Lorsque Sandra est jugée pour le meurtre de Samuel, l’histoire de leur relation difficile apparaît au grand jour. Nous apprenons que Samuel ne s’est jamais pardonné son rôle dans l’accident qui a laissé Daniel gravement malvoyant il y a des années. Cela a eu des conséquences évidentes sur le couple.

À un moment donné, le thérapeute de Samuel prend la parole et témoigne que Samuel avait décrit sa femme comme froide et autoritaire. Mais Sandra s’oppose à cette évaluation en disant : « Si j’avais consulté un thérapeute, il pourrait aussi se tenir ici et dire des choses très laides à propos de Samuel. Mais ces choses seraient-elles vraies ?

Je ne sais pas à quel point sa représentation du système juridique français est exacte. Mais ici, comme dans l’excellent drame judiciaire de l’année dernière, le système semble être extrêmement différent du nôtre, plus tolérant aux discussions prolongées. À un moment donné, dans une scène que même le film semble trouver hilarante, le procureur trop agressif commence à extraire les propres livres de Sandra à la recherche de preuves, transformant brièvement un procès pénal en débat littéraire. Pourtant, la carrière de Sandra n’est guère accessoire à l’affaire. Samuel était aussi un écrivain, mais beaucoup moins accompli que Sandra, ce qui l’a peut-être rendu jaloux.

Samuel se serait-il suicidé par désespoir ? C’est la possibilité avancée au tribunal par l’avocat de Sandra — bien joué par Swann Arlaud — qui ne semble pas entièrement convaincu de l’innocence de son client.

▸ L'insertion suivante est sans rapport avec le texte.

//! Session Insights - On-device history, streak and weekly activity statistics
//!
//! Insights turns the raw session list of a meditation / voice-conversation app
//! into the figures shown on its history and profile screens through a
//! deterministic pipeline: payload adaptation → timestamp normalization →
//! grouping, streak and weekly aggregation.
//!
//! ## Modules
//!
//! - **History Grouping**: "Today", "Yesterday", "This Week", "Earlier" sections
//! - **Streaks**: consecutive active days ending today or yesterday
//! - **Weekly Activity**: Monday-start minutes per day scaled to chart bars
//!
//! Every aggregation takes the reference instant `now` and a [`Calendar`] as
//! arguments; nothing here reads the system clock or the host time zone.

pub mod adapter;
pub mod calendar;
pub mod config;
pub mod error;
pub mod grouping;
pub mod normalizer;
pub mod pipeline;
pub mod streak;
pub mod types;
pub mod weekly;

// FFI bindings for C interop (always available for cdylib/staticlib builds)
pub mod ffi;

pub use adapter::{ParsedSessions, SessionAdapter};
pub use calendar::Calendar;
pub use config::InsightsConfig;
pub use error::InsightsError;
pub use grouping::group_sessions;
pub use normalizer::{normalize_timestamp, SessionNormalizer};
pub use pipeline::{sessions_to_insights, InsightsProcessor};
pub use streak::{compute_streak, streak_stats};
pub use types::{
    HistoryLabel, HistorySection, InsightsSummary, RawTimestamp, SessionRecord, StreakStats,
    WeeklyActivity,
};
pub use weekly::compute_weekly_activity;

/// Library version
pub const INSIGHTS_VERSION: &str = env!("CARGO_PKG_VERSION");

/// Producer name reported by the CLI
pub const PRODUCER_NAME: &str = "session-insights";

Daniel, interprété de manière perçante par Milo Machado Graner, ne sait pas non plus quoi croire, car il est déchiré par la perte de son père et peut-être par celle de sa mère.

La pièce maîtresse émotionnelle du film est un retour en arrière époustouflant écrit et joué sur une furieuse dispute conjugale qui a eu lieu peu de temps avant la mort de Samuel – l’un de ces combats renversés et interminables où toutes les sources de tension et de ressentiment sont remontées à la surface. Ils s’affrontent sur leurs finances, leurs approches différentes en matière de parentalité, leur vie sexuelle insatisfaisante et l’infidélité passée de Sandra. Sandra exprime sa frustration face aux nombreux sacrifices qu’elle a consentis en silence, notamment celui d’accepter de vivre en France.

suggère de manière convaincante que chaque mariage est en fin de compte quelque chose de mystérieux. Le fait que Samuel ne soit plus en vie pour se défendre rend encore plus difficile de déterminer qui dit la vérité. Malgré cela, je ne pouvais m’empêcher de me tourner vers Sandra. Il y a quelque chose de rafraîchissant dans le pragmatisme cool dont elle fait preuve face à l’insécurité de Samuel, dans la façon dont elle refuse de changer de carrière ou de dorloter son mari pour ses échecs. Je suis parti en admirant la détermination inébranlable de Sandra, tout en me demandant si cette détermination aurait pu la conduire à commettre l’impensable.